Stored data>

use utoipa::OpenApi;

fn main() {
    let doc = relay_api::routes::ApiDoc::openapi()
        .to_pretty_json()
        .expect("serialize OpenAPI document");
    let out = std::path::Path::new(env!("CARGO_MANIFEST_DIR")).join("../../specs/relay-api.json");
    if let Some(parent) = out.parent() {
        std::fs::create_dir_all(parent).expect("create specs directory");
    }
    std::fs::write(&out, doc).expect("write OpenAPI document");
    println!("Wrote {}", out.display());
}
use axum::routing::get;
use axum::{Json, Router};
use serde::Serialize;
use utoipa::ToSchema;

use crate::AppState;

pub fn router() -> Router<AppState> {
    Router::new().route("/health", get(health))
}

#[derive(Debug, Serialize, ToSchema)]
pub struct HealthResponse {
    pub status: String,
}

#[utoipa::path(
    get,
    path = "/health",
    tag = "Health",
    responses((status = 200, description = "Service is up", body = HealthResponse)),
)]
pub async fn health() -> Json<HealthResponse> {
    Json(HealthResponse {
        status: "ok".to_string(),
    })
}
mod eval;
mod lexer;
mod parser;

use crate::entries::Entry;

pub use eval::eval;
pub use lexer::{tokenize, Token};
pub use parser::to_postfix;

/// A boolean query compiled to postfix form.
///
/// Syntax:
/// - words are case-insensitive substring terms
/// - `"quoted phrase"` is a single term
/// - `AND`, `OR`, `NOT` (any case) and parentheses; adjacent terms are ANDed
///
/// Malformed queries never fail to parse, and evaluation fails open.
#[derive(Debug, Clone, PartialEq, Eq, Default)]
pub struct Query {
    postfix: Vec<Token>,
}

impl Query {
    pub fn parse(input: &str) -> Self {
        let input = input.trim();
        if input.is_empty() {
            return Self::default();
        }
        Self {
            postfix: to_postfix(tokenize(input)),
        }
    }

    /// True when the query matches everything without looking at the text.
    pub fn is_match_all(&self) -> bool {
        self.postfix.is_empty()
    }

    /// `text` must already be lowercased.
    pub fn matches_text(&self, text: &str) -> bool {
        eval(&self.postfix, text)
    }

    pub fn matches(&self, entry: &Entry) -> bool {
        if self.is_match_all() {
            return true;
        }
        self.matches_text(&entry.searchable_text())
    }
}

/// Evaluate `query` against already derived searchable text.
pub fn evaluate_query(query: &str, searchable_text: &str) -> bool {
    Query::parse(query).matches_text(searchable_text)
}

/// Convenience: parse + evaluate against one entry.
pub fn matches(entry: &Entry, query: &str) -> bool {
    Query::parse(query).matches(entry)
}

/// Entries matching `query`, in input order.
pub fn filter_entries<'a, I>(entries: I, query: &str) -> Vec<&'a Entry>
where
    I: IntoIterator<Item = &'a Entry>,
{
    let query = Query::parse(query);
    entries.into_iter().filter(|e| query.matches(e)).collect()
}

--

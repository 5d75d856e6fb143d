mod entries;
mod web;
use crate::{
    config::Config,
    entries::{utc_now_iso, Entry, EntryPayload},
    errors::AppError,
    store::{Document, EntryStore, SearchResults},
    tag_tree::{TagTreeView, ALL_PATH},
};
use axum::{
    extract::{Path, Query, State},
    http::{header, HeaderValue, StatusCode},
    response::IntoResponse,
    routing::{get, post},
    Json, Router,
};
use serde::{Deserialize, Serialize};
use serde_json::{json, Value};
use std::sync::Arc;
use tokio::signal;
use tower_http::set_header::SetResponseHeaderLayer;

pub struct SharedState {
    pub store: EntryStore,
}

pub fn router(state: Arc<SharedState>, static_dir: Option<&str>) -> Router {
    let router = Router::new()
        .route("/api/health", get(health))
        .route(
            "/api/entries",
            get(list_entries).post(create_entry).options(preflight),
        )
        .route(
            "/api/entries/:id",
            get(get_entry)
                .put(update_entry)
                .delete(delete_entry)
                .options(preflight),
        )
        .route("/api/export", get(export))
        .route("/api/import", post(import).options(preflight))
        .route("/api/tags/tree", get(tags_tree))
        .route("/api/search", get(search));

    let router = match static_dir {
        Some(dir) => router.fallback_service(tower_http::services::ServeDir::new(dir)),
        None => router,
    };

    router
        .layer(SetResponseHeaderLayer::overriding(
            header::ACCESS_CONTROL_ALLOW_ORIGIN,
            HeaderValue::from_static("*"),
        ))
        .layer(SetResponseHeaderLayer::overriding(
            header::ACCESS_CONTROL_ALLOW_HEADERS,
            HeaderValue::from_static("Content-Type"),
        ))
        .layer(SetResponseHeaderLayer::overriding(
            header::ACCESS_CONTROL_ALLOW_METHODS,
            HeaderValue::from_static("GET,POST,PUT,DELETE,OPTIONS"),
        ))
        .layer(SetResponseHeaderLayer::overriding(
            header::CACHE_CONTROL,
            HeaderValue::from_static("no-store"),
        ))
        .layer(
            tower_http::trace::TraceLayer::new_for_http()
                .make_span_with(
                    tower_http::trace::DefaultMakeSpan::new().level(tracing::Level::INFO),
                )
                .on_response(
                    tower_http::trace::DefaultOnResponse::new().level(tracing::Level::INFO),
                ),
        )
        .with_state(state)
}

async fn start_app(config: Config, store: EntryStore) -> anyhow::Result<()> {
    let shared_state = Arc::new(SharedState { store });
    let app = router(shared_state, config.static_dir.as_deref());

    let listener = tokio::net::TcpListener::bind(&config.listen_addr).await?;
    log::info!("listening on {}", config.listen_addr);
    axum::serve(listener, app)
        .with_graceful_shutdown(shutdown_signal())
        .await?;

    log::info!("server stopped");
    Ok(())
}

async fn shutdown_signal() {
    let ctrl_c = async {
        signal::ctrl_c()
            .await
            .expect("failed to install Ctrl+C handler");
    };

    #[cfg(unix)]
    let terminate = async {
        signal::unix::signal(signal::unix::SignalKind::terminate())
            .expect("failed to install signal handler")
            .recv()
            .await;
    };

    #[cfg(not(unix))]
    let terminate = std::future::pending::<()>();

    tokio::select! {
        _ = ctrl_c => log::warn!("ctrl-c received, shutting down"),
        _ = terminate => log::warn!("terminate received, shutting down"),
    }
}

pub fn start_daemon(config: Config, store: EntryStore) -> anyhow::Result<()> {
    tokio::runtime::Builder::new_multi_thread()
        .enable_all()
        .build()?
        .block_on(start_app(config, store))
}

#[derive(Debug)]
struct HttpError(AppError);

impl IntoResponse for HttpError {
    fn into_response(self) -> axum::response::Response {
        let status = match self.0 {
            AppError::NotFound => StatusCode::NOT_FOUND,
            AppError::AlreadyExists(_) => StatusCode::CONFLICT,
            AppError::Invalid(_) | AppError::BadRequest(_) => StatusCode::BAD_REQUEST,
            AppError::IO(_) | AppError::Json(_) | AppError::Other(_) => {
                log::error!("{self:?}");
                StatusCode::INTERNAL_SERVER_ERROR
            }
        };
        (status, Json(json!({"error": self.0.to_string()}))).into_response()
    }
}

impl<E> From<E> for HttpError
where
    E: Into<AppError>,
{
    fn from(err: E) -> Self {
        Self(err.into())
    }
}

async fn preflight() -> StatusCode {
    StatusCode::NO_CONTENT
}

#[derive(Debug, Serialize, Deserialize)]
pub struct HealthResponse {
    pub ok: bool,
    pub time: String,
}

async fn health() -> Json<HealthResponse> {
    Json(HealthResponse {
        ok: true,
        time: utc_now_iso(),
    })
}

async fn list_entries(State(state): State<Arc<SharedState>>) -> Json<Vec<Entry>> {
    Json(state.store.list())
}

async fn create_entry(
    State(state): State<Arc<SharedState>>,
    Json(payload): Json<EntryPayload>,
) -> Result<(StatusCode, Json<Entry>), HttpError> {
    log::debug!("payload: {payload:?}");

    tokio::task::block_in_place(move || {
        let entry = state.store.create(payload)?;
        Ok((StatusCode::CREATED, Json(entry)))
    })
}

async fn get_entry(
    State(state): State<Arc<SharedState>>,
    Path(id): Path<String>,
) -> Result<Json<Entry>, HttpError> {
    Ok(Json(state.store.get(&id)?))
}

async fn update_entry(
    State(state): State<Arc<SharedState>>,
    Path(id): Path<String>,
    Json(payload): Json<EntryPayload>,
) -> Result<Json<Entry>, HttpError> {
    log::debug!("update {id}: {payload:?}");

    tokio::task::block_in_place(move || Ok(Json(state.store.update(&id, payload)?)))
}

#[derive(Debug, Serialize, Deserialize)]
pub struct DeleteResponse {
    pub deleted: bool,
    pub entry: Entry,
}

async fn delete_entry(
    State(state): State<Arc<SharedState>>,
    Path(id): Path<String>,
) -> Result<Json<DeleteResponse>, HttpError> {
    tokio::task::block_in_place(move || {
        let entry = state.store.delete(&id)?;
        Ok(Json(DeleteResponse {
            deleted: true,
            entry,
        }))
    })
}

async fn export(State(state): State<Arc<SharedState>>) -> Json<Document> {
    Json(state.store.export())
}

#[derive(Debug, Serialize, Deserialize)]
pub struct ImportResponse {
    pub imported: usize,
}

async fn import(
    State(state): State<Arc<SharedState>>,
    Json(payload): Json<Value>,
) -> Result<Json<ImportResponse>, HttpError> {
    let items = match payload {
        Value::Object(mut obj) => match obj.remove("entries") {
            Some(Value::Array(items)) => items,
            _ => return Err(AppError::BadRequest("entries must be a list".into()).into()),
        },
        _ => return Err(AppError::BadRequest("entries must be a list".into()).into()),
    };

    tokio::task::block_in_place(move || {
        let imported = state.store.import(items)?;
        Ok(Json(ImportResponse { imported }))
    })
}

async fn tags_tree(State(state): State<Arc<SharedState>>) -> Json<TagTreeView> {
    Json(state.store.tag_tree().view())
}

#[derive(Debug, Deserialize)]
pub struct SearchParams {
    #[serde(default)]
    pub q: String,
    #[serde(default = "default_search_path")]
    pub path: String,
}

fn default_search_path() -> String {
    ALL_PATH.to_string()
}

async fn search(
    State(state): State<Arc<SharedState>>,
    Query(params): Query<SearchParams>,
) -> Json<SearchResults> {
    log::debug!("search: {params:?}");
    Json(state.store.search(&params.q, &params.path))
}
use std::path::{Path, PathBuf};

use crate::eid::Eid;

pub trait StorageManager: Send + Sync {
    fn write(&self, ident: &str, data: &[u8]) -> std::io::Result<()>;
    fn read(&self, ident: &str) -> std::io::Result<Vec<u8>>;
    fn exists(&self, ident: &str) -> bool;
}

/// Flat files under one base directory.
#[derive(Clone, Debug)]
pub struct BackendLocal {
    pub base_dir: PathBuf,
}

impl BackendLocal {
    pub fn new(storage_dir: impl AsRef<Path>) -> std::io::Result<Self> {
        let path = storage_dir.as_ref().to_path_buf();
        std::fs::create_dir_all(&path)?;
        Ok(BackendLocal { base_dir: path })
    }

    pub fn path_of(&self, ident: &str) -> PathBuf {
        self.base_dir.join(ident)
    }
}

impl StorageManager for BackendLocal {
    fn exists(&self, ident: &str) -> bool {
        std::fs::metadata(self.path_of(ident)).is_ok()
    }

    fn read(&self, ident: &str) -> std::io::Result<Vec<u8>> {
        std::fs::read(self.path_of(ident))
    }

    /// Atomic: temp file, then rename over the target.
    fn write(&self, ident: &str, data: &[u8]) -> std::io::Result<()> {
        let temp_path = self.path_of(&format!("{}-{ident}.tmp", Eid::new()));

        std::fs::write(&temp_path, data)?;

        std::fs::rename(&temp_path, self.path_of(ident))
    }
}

--

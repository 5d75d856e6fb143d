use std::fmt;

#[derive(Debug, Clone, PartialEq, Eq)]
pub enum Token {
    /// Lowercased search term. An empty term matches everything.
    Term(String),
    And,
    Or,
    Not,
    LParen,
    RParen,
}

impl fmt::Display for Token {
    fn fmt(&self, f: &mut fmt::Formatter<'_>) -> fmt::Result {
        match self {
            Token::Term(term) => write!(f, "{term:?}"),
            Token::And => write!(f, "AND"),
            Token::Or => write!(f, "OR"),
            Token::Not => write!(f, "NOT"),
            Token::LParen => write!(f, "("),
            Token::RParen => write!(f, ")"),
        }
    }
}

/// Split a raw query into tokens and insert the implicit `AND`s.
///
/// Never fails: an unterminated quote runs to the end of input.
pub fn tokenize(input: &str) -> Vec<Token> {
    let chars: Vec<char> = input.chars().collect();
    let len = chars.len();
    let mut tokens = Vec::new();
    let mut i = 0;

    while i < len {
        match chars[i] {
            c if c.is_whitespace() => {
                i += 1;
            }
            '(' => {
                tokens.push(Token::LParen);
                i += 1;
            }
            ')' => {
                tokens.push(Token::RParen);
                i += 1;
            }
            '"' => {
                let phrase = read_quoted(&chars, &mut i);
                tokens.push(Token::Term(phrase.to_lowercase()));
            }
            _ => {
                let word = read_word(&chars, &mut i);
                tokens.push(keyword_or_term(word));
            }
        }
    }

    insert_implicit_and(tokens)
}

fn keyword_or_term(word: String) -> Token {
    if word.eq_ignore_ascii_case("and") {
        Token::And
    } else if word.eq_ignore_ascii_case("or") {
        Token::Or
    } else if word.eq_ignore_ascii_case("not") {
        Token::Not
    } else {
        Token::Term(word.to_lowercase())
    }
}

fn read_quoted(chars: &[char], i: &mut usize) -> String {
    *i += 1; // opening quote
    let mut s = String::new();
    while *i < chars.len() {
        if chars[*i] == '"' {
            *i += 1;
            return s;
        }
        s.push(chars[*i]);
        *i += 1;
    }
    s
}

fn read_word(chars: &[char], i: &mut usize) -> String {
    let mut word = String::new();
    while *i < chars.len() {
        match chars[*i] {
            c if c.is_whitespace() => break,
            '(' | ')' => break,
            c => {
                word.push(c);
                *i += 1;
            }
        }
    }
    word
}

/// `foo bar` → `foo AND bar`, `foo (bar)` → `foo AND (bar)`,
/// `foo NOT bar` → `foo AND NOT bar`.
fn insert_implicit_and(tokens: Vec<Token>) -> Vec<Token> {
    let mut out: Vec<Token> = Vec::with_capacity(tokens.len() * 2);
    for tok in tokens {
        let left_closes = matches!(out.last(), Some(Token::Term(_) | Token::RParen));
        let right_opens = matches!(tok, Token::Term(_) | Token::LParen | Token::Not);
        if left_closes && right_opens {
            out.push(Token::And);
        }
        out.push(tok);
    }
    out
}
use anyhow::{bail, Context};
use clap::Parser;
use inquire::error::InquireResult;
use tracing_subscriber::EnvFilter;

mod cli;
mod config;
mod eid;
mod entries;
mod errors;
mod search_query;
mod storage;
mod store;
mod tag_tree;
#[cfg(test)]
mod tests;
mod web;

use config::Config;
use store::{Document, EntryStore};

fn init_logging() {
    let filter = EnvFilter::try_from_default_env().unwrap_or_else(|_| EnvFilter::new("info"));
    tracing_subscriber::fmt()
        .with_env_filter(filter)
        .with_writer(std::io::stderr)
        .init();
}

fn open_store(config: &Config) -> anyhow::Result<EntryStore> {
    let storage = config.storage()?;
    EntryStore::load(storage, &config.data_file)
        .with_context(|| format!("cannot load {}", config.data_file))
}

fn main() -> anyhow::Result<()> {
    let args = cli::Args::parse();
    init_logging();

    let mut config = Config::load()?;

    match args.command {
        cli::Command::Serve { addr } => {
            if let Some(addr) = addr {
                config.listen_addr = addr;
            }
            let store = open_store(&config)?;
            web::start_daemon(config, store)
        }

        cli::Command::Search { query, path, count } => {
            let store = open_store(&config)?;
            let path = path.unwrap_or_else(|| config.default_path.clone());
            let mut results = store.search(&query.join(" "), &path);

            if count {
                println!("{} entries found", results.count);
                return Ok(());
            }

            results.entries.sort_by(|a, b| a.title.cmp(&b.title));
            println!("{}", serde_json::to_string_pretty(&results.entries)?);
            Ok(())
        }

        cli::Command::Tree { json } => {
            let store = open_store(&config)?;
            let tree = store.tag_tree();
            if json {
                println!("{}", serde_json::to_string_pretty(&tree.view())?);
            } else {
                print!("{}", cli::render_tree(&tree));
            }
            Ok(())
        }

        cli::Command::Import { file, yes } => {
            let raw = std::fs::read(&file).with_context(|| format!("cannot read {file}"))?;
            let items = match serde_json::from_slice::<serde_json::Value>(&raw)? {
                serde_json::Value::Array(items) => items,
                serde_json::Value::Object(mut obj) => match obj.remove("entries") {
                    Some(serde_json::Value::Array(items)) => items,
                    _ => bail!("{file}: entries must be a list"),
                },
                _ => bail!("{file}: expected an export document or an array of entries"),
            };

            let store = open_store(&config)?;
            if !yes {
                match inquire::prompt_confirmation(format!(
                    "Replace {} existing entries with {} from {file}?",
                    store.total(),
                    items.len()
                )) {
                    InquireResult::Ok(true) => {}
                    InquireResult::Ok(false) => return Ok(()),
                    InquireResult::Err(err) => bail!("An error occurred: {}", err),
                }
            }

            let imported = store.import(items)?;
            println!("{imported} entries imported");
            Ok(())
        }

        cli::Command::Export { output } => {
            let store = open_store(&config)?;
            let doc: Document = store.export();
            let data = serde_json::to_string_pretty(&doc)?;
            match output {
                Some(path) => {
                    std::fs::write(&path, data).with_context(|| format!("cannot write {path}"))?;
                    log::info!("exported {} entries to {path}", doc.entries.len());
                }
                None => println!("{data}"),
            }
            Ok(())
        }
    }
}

The problem> Please show every line of the records that holds the word "install".

Task result>
            .expect("failed to install Ctrl+C handler");
            .expect("failed to install signal handler")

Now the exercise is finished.